The omens are not good when the reader opens the book to be confronted with a dramatis personae that has the late Hughie Smyth’s date of death as May 2012, rather than 2014. Smyth was a popular loyalist politician and former leader of the PUP. Billy Hutchinson’s year of birth is claimed as 1957 rather than 1955. Such errors could be forgiven as typos but are sadly indicative of what is to come. As anyone who lived through the Troubles will testify to, the fine margins of being two years older or younger at a certain point in time could sometimes be the difference between getting ‘involved’ and not.
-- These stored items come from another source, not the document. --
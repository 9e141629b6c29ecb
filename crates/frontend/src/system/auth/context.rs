use leptos::prelude::*;

use super::storage;

#[derive(Clone, Debug, Default, PartialEq)]
pub struct AuthState {
    pub token: Option<String>,
}

impl AuthState {
    pub fn is_authenticated(&self) -> bool {
        self.token.is_some()
    }
}

/// Auth context provider component
#[component]
pub fn AuthProvider(children: ChildrenFn) -> impl IntoView {
    let (auth_state, set_auth_state) = signal(AuthState::default());

    // Restore the session from localStorage on mount
    Effect::new(move |_| {
        if let Some(token) = storage::get_token() {
            set_auth_state.set(AuthState { token: Some(token) });
        }
    });

    provide_context(auth_state);
    provide_context(set_auth_state);

    children()
}

/// Hook to access auth state
pub fn use_auth() -> (ReadSignal<AuthState>, WriteSignal<AuthState>) {
    let auth_state =
        use_context::<ReadSignal<AuthState>>().expect("AuthProvider not found in component tree");
    let set_auth_state =
        use_context::<WriteSignal<AuthState>>().expect("AuthProvider not found in component tree");

    (auth_state, set_auth_state)
}

/// Forget the token locally
pub fn do_logout(set_auth_state: WriteSignal<AuthState>) {
    storage::clear_token();
    set_auth_state.set(AuthState::default());
}

#[cfg(test)]
mod tests {
    use super::AuthState;

    #[test]
    fn test_auth_state() {
        assert!(!AuthState::default().is_authenticated());
        assert!(AuthState {
            token: Some("abc".to_string())
        }
        .is_authenticated());
    }
}
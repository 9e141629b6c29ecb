use contracts::system::users::{Role, User};
use leptos::prelude::*;
use thaw::*;

use crate::shared::date_utils::format_long_datetime;
use crate::shared::icons::icon;
use crate::shared::modal_frame::ModalFrame;

/// Avatar text: first letter of every word of the full name, or of the username.
pub fn user_initials(full_name: Option<&str>, username: &str) -> String {
    let source = full_name
        .map(str::trim)
        .filter(|n| !n.is_empty())
        .unwrap_or(username);

    source
        .split_whitespace()
        .filter_map(|word| word.chars().next())
        .flat_map(char::to_uppercase)
        .collect()
}

#[derive(Debug, Clone, Copy, PartialEq, Eq)]
pub struct BadgeSpec {
    pub label: &'static str,
    /// CSS modifier, rendered as `badge--{variant}`.
    pub variant: &'static str,
    pub icon: &'static str,
}

impl BadgeSpec {
    pub fn class(&self) -> String {
        format!("badge badge--{}", self.variant)
    }
}

pub fn role_badge(role_name: &str) -> BadgeSpec {
    match Role::from_name(role_name) {
        Some(Role::Admin) => BadgeSpec {
            label: Role::Admin.label(),
            variant: "warning",
            icon: "shield",
        },
        _ => BadgeSpec {
            label: Role::Pos.label(),
            variant: "primary",
            icon: "user",
        },
    }
}

pub fn status_badge(is_active: bool) -> BadgeSpec {
    if is_active {
        BadgeSpec {
            label: "Active",
            variant: "success",
            icon: "user-check",
        }
    } else {
        BadgeSpec {
            label: "Inactive",
            variant: "neutral",
            icon: "user-x",
        }
    }
}

/// Renders a [`BadgeSpec`] the same way in the table and in dialogs.
pub fn badge_view(spec: BadgeSpec) -> impl IntoView {
    view! {
        <span class=spec.class()>
            {icon(spec.icon)}
            <span>{spec.label}</span>
        </span>
    }
}

/// Read-only view of one user.
#[component]
pub fn UserDetailsDialog(
    #[prop(into)] open: Signal<bool>,
    #[prop(into)] user: Signal<Option<User>>,
    on_close: Callback<()>,
) -> impl IntoView {
    let shown = move || user.get().filter(|_| open.get());

    move || {
        shown().map(|user| {
            let initials = user_initials(user.full_name.as_deref(), &user.username);
            let role_label = Role::from_name(&user.role_name)
                .map(|r| r.label().to_string())
                .unwrap_or_else(|| user.role_name.clone());
            let created = format_long_datetime(&user.created_at);
            let last_login = user.last_login_at.as_deref().map(format_long_datetime);
            let permissions = user.permissions.clone();

            view! {
                <ModalFrame
                    on_close=on_close
                    title=Signal::derive(|| "User details".to_string())
                    modal_class="user-details-dialog"
                >
                    <div class="user-details__header">
                        <div class="user-details__avatar">{initials}</div>
                        <div class="user-details__identity">
                            <h3 class="user-details__name">{user.display_name().to_string()}</h3>
                            <div class="user-details__email">
                                {icon("mail")}
                                <span>{user.email.clone()}</span>
                            </div>
                            <div class="user-details__badges">
                                {badge_view(role_badge(&user.role_name))}
                                {badge_view(status_badge(user.is_active))}
                            </div>
                        </div>
                    </div>

                    <div class="user-details__grid">
                        {user.phone_number.clone().map(|phone| view! {
                            <DetailRow icon_name="phone" label="Phone number" value=phone />
                        })}
                        <DetailRow icon_name="user" label="Username" value=user.username.clone() />
                        <DetailRow icon_name="shield" label="Role" value=role_label />
                        <DetailRow icon_name="calendar" label="Created" value=created />
                        {last_login.map(|value| view! {
                            <DetailRow icon_name="clock" label="Last login" value=value />
                        })}
                    </div>

                    {(!permissions.is_empty()).then(|| view! {
                        <div class="user-details__permissions">
                            <Label>"Permissions"</Label>
                            <Flex gap=FlexGap::Small style="flex-wrap: wrap;">
                                {permissions
                                    .into_iter()
                                    .map(|p| view! { <Badge>{p}</Badge> })
                                    .collect_view()}
                            </Flex>
                        </div>
                    })}

                    <div class="modal-footer">
                        <Button
                            appearance=ButtonAppearance::Secondary
                            on_click=move |_| on_close.run(())
                        >
                            "Close"
                        </Button>
                    </div>
                </ModalFrame>
            }
        })
    }
}

#[component]
fn DetailRow(icon_name: &'static str, label: &'static str, value: String) -> impl IntoView {
    view! {
        <div class="user-details__row">
            <span class="user-details__row-icon">{icon(icon_name)}</span>
            <span class="user-details__row-label">{label}</span>
            <span class="user-details__row-value">{value}</span>
        </div>
    }
}

#[cfg(test)]
mod tests {
    use super::*;

    #[test]
    fn test_user_initials() {
        assert_eq!(user_initials(Some("Ali Hassan"), "ali99"), "AH");
        assert_eq!(user_initials(None, "ali99"), "A");
        assert_eq!(user_initials(Some("   "), "ali99"), "A");
        assert_eq!(user_initials(Some("mohammed  al  saud"), "m"), "MAS");
    }

    #[test]
    fn test_role_badge_matches_case_insensitively() {
        assert_eq!(role_badge("Admin"), role_badge("admin"));
        assert_eq!(role_badge("ADMIN").variant, "warning");
        assert_eq!(role_badge("pos").label, Role::Pos.label());
        assert_eq!(role_badge("cashier").label, Role::Pos.label());
    }

    #[test]
    fn test_status_badge() {
        assert_eq!(status_badge(true).label, "Active");
        assert_eq!(status_badge(false).class(), "badge badge--neutral");
    }
}
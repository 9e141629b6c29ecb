use crate::shared::icons::icon;
use leptos::prelude::*;

/// Number of pages for `total_count` rows; an empty list still has one page.
pub fn page_count(total_count: usize, page_size: usize) -> usize {
    if total_count == 0 || page_size == 0 {
        1
    } else {
        total_count.div_ceil(page_size)
    }
}

/// First / previous / next / last buttons plus a page size selector.
#[component]
pub fn PaginationControls(
    /// Current page (0-indexed)
    #[prop(into)]
    current_page: Signal<usize>,
    #[prop(into)]
    total_pages: Signal<usize>,
    #[prop(into)]
    total_count: Signal<usize>,
    #[prop(into)]
    page_size: Signal<usize>,
    on_page_change: Callback<usize>,
    on_page_size_change: Callback<usize>,
    /// Defaults to [10, 25, 50]
    #[prop(optional)]
    page_size_options: Option<Vec<usize>>,
) -> impl IntoView {
    let page_size_opts = page_size_options.unwrap_or_else(|| vec![10, 25, 50]);
    let on_first = move || current_page.get() == 0;
    let on_last = move || current_page.get() + 1 >= total_pages.get();

    view! {
        <div class="pagination-controls">
            <button
                class="pagination-btn"
                on:click=move |_| on_page_change.run(0)
                disabled=on_first
                title="First page"
            >
                {icon("chevrons-left")}
            </button>
            <button
                class="pagination-btn"
                on:click=move |_| {
                    let page = current_page.get();
                    if page > 0 {
                        on_page_change.run(page - 1);
                    }
                }
                disabled=on_first
                title="Previous page"
            >
                {icon("chevron-left")}
            </button>
            <span class="pagination-info">
                {move || format!(
                    "{} / {} ({})",
                    current_page.get() + 1,
                    total_pages.get().max(1),
                    total_count.get()
                )}
            </span>
            <button
                class="pagination-btn"
                on:click=move |_| {
                    let page = current_page.get();
                    if page + 1 < total_pages.get() {
                        on_page_change.run(page + 1);
                    }
                }
                disabled=on_last
                title="Next page"
            >
                {icon("chevron-right")}
            </button>
            <button
                class="pagination-btn"
                on:click=move |_| on_page_change.run(total_pages.get().saturating_sub(1))
                disabled=on_last
                title="Last page"
            >
                {icon("chevrons-right")}
            </button>
            <select
                class="page-size-select"
                on:change=move |ev| {
                    if let Ok(size) = event_target_value(&ev).parse() {
                        on_page_size_change.run(size);
                    }
                }
                prop:value=move || page_size.get().to_string()
            >
                {page_size_opts
                    .into_iter()
                    .map(|size| view! {
                        <option value=size.to_string() selected=move || page_size.get() == size>
                            {size.to_string()}
                        </option>
                    })
                    .collect_view()}
            </select>
        </div>
    }
}

#[cfg(test)]
mod tests {
    use super::page_count;

    #[test]
    fn test_page_count() {
        assert_eq!(page_count(0, 10), 1);
        assert_eq!(page_count(10, 10), 1);
        assert_eq!(page_count(11, 10), 2);
        assert_eq!(page_count(5, 0), 1);
    }
}
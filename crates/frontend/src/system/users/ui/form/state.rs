use contracts::system::users::{non_empty, CreateUserDto, Role, UpdateUserDto, User};

use crate::shared::async_action::should_dispatch;

use super::validation::{
    check_email, check_password, check_phone, check_username, check_username_live, FieldErrors,
};

#[derive(Debug, Clone, Copy, PartialEq, Eq, Hash)]
pub enum TextField {
    Username,
    Email,
    Password,
    FullName,
    PhoneNumber,
    Image,
}

#[derive(Debug, Clone, Default, PartialEq)]
pub enum FormMode {
    #[default]
    Closed,
    Create,
    Edit(User),
}

/// Editable copy of the form fields. Empty strings mean "not provided".
#[derive(Debug, Clone, PartialEq)]
pub struct UserDraft {
    pub username: String,
    pub email: String,
    pub password: String,
    pub full_name: String,
    pub phone_number: String,
    pub role_id: i32,
    pub is_active: bool,
    pub image: String,
}

impl Default for UserDraft {
    fn default() -> Self {
        Self {
            username: String::new(),
            email: String::new(),
            password: String::new(),
            full_name: String::new(),
            phone_number: String::new(),
            role_id: Role::Admin.id(),
            is_active: true,
            image: String::new(),
        }
    }
}

impl UserDraft {
    /// Password is never pre-filled.
    pub fn from_user(user: &User) -> Self {
        Self {
            username: user.username.clone(),
            email: user.email.clone(),
            password: String::new(),
            full_name: user.full_name.clone().unwrap_or_default(),
            phone_number: user.phone_number.clone().unwrap_or_default(),
            role_id: user.role_id,
            is_active: user.is_active,
            image: user.image.clone().unwrap_or_default(),
        }
    }

    fn text_mut(&mut self, field: TextField) -> &mut String {
        match field {
            TextField::Username => &mut self.username,
            TextField::Email => &mut self.email,
            TextField::Password => &mut self.password,
            TextField::FullName => &mut self.full_name,
            TextField::PhoneNumber => &mut self.phone_number,
            TextField::Image => &mut self.image,
        }
    }

    pub fn text(&self, field: TextField) -> &str {
        match field {
            TextField::Username => &self.username,
            TextField::Email => &self.email,
            TextField::Password => &self.password,
            TextField::FullName => &self.full_name,
            TextField::PhoneNumber => &self.phone_number,
            TextField::Image => &self.image,
        }
    }
}

/// What the form hands to the page on a valid submit.
#[derive(Debug, Clone, PartialEq)]
pub enum UserPayload {
    Create(CreateUserDto),
    Update { id: i64, dto: UpdateUserDto },
}

/// State of the create/edit dialog, independent of the reactive runtime.
#[derive(Debug, Clone, Default, PartialEq)]
pub struct UserFormState {
    pub mode: FormMode,
    pub draft: UserDraft,
    pub errors: FieldErrors<TextField>,
}

impl UserFormState {
    /// Opens in edit mode for `Some(user)`, create mode otherwise.
    ///
    /// Always replaces the whole draft and clears errors.
    pub fn open(&mut self, user: Option<&User>) {
        match user {
            Some(user) => {
                self.mode = FormMode::Edit(user.clone());
                self.draft = UserDraft::from_user(user);
            }
            None => {
                self.mode = FormMode::Create;
                self.draft = UserDraft::default();
            }
        }
        self.errors = FieldErrors::default();
    }

    /// Follows the dialog's `open` flag and edited user.
    pub fn sync(&mut self, open: bool, user: Option<&User>) {
        if open {
            self.open(user);
        } else {
            self.close();
        }
    }

    pub fn close(&mut self) {
        self.mode = FormMode::Closed;
        self.errors = FieldErrors::default();
    }

    pub fn is_open(&self) -> bool {
        self.mode != FormMode::Closed
    }

    pub fn is_edit_mode(&self) -> bool {
        matches!(self.mode, FormMode::Edit(_))
    }

    pub fn set_field(&mut self, field: TextField, value: String) {
        self.errors.clear(field);
        if field == TextField::Username {
            if let Some(message) = check_username_live(&value) {
                self.errors.set(field, message);
            }
        }
        *self.draft.text_mut(field) = value;
    }

    pub fn set_role(&mut self, role_id: i32) {
        self.draft.role_id = role_id;
    }

    pub fn set_active(&mut self, is_active: bool) {
        self.draft.is_active = is_active;
    }

    /// Runs every rule and replaces the error map. Returns `true` when valid.
    pub fn validate(&mut self) -> bool {
        let mut errors = FieldErrors::default();
        let creating = !self.is_edit_mode();

        if creating {
            if let Some(message) = check_username(&self.draft.username) {
                errors.set(TextField::Username, message);
            }
        }
        if let Some(message) = check_email(&self.draft.email) {
            errors.set(TextField::Email, message);
        }
        if creating {
            if let Some(message) = check_password(&self.draft.password) {
                errors.set(TextField::Password, message);
            }
        }
        if let Some(message) = check_phone(&self.draft.phone_number) {
            errors.set(TextField::PhoneNumber, message);
        }

        self.errors = errors;
        self.errors.is_empty()
    }

    /// Validates and builds the payload. The dialog stays open either way.
    pub fn submit(&mut self) -> Option<UserPayload> {
        if !self.is_open() || !self.validate() {
            return None;
        }

        let d = &self.draft;
        let payload = match &self.mode {
            FormMode::Edit(user) => UserPayload::Update {
                id: user.id,
                dto: UpdateUserDto {
                    email: d.email.clone(),
                    full_name: non_empty(&d.full_name),
                    phone_number: non_empty(&d.phone_number),
                    role_id: d.role_id,
                    is_active: d.is_active,
                    image: non_empty(&d.image),
                },
            },
            _ => UserPayload::Create(CreateUserDto {
                username: d.username.clone(),
                email: d.email.clone(),
                password: d.password.clone(),
                full_name: non_empty(&d.full_name),
                phone_number: non_empty(&d.phone_number),
                role_id: Some(d.role_id),
                is_active: Some(d.is_active),
                image: non_empty(&d.image),
            }),
        };
        Some(payload)
    }

    /// Submit guarded by the save-in-flight flag; nothing is validated while saving.
    pub fn submit_unless_loading(&mut self, is_loading: bool) -> Option<UserPayload> {
        if !should_dispatch(is_loading) {
            return None;
        }
        self.submit()
    }
}
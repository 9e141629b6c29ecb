//! Sorting helpers shared by list pages
use std::cmp::Ordering;

/// Trait for rows that can be sorted by a named column
pub trait Sortable {
    /// Compare two rows by the given column
    fn compare_by_field(&self, other: &Self, field: &str) -> Ordering;
}

/// Stable sort by column and direction
pub fn sort_list<T: Sortable>(items: &mut [T], field: &str, ascending: bool) {
    items.sort_by(|a, b| {
        let cmp = a.compare_by_field(b, field);
        if ascending { cmp } else { cmp.reverse() }
    });
}

/// Header indicator for the sort column
pub fn get_sort_indicator(current_field: &str, field: &str, ascending: bool) -> &'static str {
    if current_field == field {
        if ascending { " ▲" } else { " ▼" }
    } else {
        " ⇅"
    }
}

pub fn get_sort_class(current_field: &str, field: &str) -> &'static str {
    if current_field == field {
        "table__sort-indicator table__sort-indicator--active"
    } else {
        "table__sort-indicator"
    }
}

/// Case-insensitive comparison of optional text, `None` sorting first
pub fn cmp_text_opt(a: Option<&str>, b: Option<&str>) -> Ordering {
    a.unwrap_or("")
        .to_lowercase()
        .cmp(&b.unwrap_or("").to_lowercase())
}

#[cfg(test)]
mod tests {
    use super::*;

    #[derive(Debug, PartialEq)]
    struct Row(&'static str, u32);

    impl Sortable for Row {
        fn compare_by_field(&self, other: &Self, field: &str) -> Ordering {
            match field {
                "n" => self.1.cmp(&other.1),
                _ => self.0.cmp(other.0),
            }
        }
    }

    #[test]
    fn test_sort_list_both_directions() {
        let mut rows = vec![Row("b", 1), Row("a", 3), Row("c", 2)];
        sort_list(&mut rows, "n", true);
        assert_eq!(rows, vec![Row("b", 1), Row("c", 2), Row("a", 3)]);
        sort_list(&mut rows, "name", false);
        assert_eq!(rows, vec![Row("c", 2), Row("b", 1), Row("a", 3)]);
    }

    #[test]
    fn test_sort_indicator() {
        assert_eq!(get_sort_indicator("email", "email", true), " ▲");
        assert_eq!(get_sort_indicator("email", "email", false), " ▼");
        assert_eq!(get_sort_indicator("email", "username", true), " ⇅");
    }

    #[test]
    fn test_cmp_text_opt() {
        assert_eq!(cmp_text_opt(Some("Ali"), Some("ali")), Ordering::Equal);
        assert_eq!(cmp_text_opt(None, Some("a")), Ordering::Less);
    }
}
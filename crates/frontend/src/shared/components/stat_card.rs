use crate::shared::icons::icon;
use leptos::prelude::*;

/// Groups digits in threes with a non-breaking space.
pub fn format_thousands(n: i64) -> String {
    let digits = n.unsigned_abs().to_string();
    let mut result = String::new();
    for (i, ch) in digits.chars().rev().enumerate() {
        if i > 0 && i % 3 == 0 {
            result.push('\u{00a0}');
        }
        result.push(ch);
    }
    if n < 0 {
        result.push('-');
    }
    result.chars().rev().collect()
}

#[component]
pub fn StatCard(
    /// Label displayed above the value
    label: &'static str,
    /// Icon name from the icon() helper
    icon_name: &'static str,
    /// Value (None = loading/error)
    #[prop(into)]
    value: Signal<Option<i64>>,
    /// Modifier: "success", "error", "warning" or empty
    #[prop(optional)]
    tone: &'static str,
    #[prop(into, optional)]
    subtitle: Signal<Option<String>>,
) -> impl IntoView {
    let class = if tone.is_empty() {
        "stat-card".to_string()
    } else {
        format!("stat-card stat-card--{tone}")
    };

    view! {
        <div class=class>
            <div class="stat-card__header">
                <span class="stat-card__icon">{icon(icon_name)}</span>
                <span class="stat-card__label">{label}</span>
            </div>
            <div class="stat-card__value">
                {move || value.get().map(format_thousands).unwrap_or_else(|| "—".to_string())}
            </div>
            {move || subtitle.get().map(|s| view! { <div class="stat-card__subtitle">{s}</div> })}
        </div>
    }
}

#[cfg(test)]
mod tests {
    use super::format_thousands;

    #[test]
    fn test_format_thousands() {
        assert_eq!(format_thousands(0), "0");
        assert_eq!(format_thousands(999), "999");
        assert_eq!(format_thousands(1234567), "1\u{00a0}234\u{00a0}567");
        assert_eq!(format_thousands(-1200), "-1\u{00a0}200");
    }
}
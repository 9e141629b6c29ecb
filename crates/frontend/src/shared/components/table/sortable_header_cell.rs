use crate::shared::list_utils::{get_sort_class, get_sort_indicator};
use leptos::prelude::*;
use thaw::*;

/// Clickable table header showing the sort direction (▲▼) of its column.
///
/// ```rust,ignore
/// <SortableHeaderCell
///     label="Username"
///     sort_field="username"
///     current_sort_field=Signal::derive(move || state.with(|s| s.sort_field.clone()))
///     sort_ascending=Signal::derive(move || state.with(|s| s.sort_ascending))
///     on_sort=Callback::new(move |field: String| toggle_sort(field))
/// />
/// ```
#[component]
pub fn SortableHeaderCell(
    label: &'static str,
    sort_field: &'static str,
    #[prop(into)]
    current_sort_field: Signal<String>,
    #[prop(into)]
    sort_ascending: Signal<bool>,
    on_sort: Callback<String>,
    #[prop(optional, default = 100.0)]
    min_width: f64,
) -> impl IntoView {
    view! {
        <TableHeaderCell resizable=false min_width=min_width>
            <div
                class="table__sortable-header"
                style="cursor: pointer;"
                on:click=move |_| on_sort.run(sort_field.to_string())
            >
                {label}
                <span class=move || get_sort_class(&current_sort_field.get(), sort_field)>
                    {move || get_sort_indicator(&current_sort_field.get(), sort_field, sort_ascending.get())}
                </span>
            </div>
        </TableHeaderCell>
    }
}
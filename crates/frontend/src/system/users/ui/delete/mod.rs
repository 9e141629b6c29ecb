use contracts::system::users::User;
use leptos::prelude::*;
use leptos::task::spawn_local;
use thaw::*;

use crate::shared::async_action::{dispatch_logged, AsyncCallback};
use crate::shared::icons::icon;
use crate::shared::modal_frame::ModalFrame;

/// Runs the confirm action unless a delete is already in flight.
/// A rejection is logged and swallowed.
pub async fn confirm_delete(is_loading: bool, on_confirm: &AsyncCallback<()>) -> bool {
    dispatch_logged(is_loading, on_confirm, (), "Error deleting user").await
}

pub fn confirmation_text(user: &User) -> String {
    format!(
        "Are you sure you want to delete \"{}\"? This action cannot be undone.",
        user.display_name()
    )
}

#[component]
pub fn DeleteUserDialog(
    #[prop(into)] open: Signal<bool>,
    #[prop(into)] user: Signal<Option<User>>,
    on_close: Callback<()>,
    on_confirm: AsyncCallback<()>,
    #[prop(into)] is_loading: Signal<bool>,
) -> impl IntoView {
    let on_confirm = StoredValue::new_local(on_confirm);

    let handle_confirm = move |_| {
        let busy = is_loading.get_untracked();
        let action = on_confirm.get_value();
        spawn_local(async move {
            confirm_delete(busy, &action).await;
        });
    };

    move || {
        user.get().filter(|_| open.get()).map(|user| {
            view! {
                <ModalFrame
                    on_close=on_close
                    title=Signal::derive(|| "Delete user".to_string())
                    modal_class="user-delete-dialog"
                >
                    <div class="alert alert--warning">
                        {icon("alert-triangle")}
                        <span>{confirmation_text(&user)}</span>
                    </div>

                    <div class="modal-footer">
                        <Button
                            appearance=ButtonAppearance::Secondary
                            on_click=move |_| on_close.run(())
                            disabled=is_loading
                        >
                            "Cancel"
                        </Button>
                        <Button
                            appearance=ButtonAppearance::Primary
                            class="button--danger"
                            on_click=handle_confirm
                            disabled=is_loading
                        >
                            {move || if is_loading.get() {
                                view! { {icon("loader")} " Deleting..." }.into_any()
                            } else {
                                view! { {icon("trash")} " Delete" }.into_any()
                            }}
                        </Button>
                    </div>
                </ModalFrame>
            }
        })
    }
}

#[cfg(test)]
mod tests {
    use super::*;
    use crate::shared::async_action::async_callback;
    use std::cell::Cell;
    use std::rc::Rc;

    fn user(full_name: Option<&str>) -> User {
        serde_json::from_value(serde_json::json!({
            "id": 5,
            "username": "cashier_01",
            "email": "c@store.com",
            "fullName": full_name,
            "roleId": 2,
            "roleName": "pos",
            "isActive": true,
            "createdAt": "2024-01-01T00:00:00"
        }))
        .unwrap()
    }

    #[tokio::test]
    async fn test_confirm_delete_swallows_rejection() {
        let calls = Rc::new(Cell::new(0));
        let counter = calls.clone();
        let rejecting: AsyncCallback<()> = async_callback(move |_| {
            let counter = counter.clone();
            async move {
                counter.set(counter.get() + 1);
                Err("Failed to delete user: Forbidden".to_string())
            }
        });

        assert!(!confirm_delete(false, &rejecting).await);
        assert_eq!(calls.get(), 1);

        let accepting: AsyncCallback<()> = async_callback(|_| async { Ok(()) });
        assert!(confirm_delete(false, &accepting).await);
    }

    #[tokio::test]
    async fn test_confirm_ignored_while_deleting() {
        let calls = Rc::new(Cell::new(0));
        let counter = calls.clone();
        let on_confirm: AsyncCallback<()> = async_callback(move |_| {
            let counter = counter.clone();
            async move {
                counter.set(counter.get() + 1);
                Ok(())
            }
        });

        assert!(!confirm_delete(true, &on_confirm).await);
        assert!(!confirm_delete(true, &on_confirm).await);
        assert_eq!(calls.get(), 0);
    }

    #[test]
    fn test_confirmation_names_user() {
        assert!(confirmation_text(&user(Some("Sara Ali"))).contains("\"Sara Ali\""));
        assert!(confirmation_text(&user(None)).contains("\"cashier_01\""));
    }
}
Edwards’s prologue, ‘The Two Billys’ should have been an excellent way of introducing the tensions which emerged within loyalist paramilitarism and which have tested the long peace in Northern Ireland. Billy Greer and Billy Mitchell – two popular UVF commanders who died shortly after one another in July 2006 are the ‘two Billys’ referred to and are key figures in any historical account of the organisation. Edwards makes a credible point when he states here that ‘It [the history of the UVF] is at its heart a story of ordinary men like…Greer and Mitchell, who became involved in paramilitary activity for a variety of reasons. They both rose to prominence through their ability to get the men and women under their command to do things they wouldn’t have otherwise done. Yet, their stories also demonstrate why some individuals remain involved in militarism, while others go against the grain and ask serious questions of what had brought them to the point where they advocated, planned and participated in violent acts’.

Sadly, in describing his attendance at such a solemn event as Greer’s funeral, Edwards feels the need to adopt a condescending tone towards those in attendance: ‘There seemed to be more chiefs than Indians in attendance. All of them dressed in smart suits and sensible shoes, even if some of them insisted on the addition of not-so-sensible white socks. The sweet smell of cheap deodorant and aftershave wafted through the air…’.

If Edwards had tempered his condescension and embarked on a biographical study of Mitchell and the East Antrim UVF this book might have been a fantastic and perhaps authoritative account of the complexities of a man’s journey within loyalist paramilitarism; from the evangelical Bible Protestantism of 1960s Paisleyism, through loyalist feuding and a genuine prison conversion into a key architect of loyalist community activism and politics. Edwards obviously felt close to Mitchell and this shows in his ability to understand the complexities of a man who a former UVF leader called ‘Red Billy’ when I brought him up in conversation; but a man who also flirted with the National Front before settling on a brand of Christian Socialism which saw him become an important figure in community relations in North Belfast and East Antrim in his post-jail life.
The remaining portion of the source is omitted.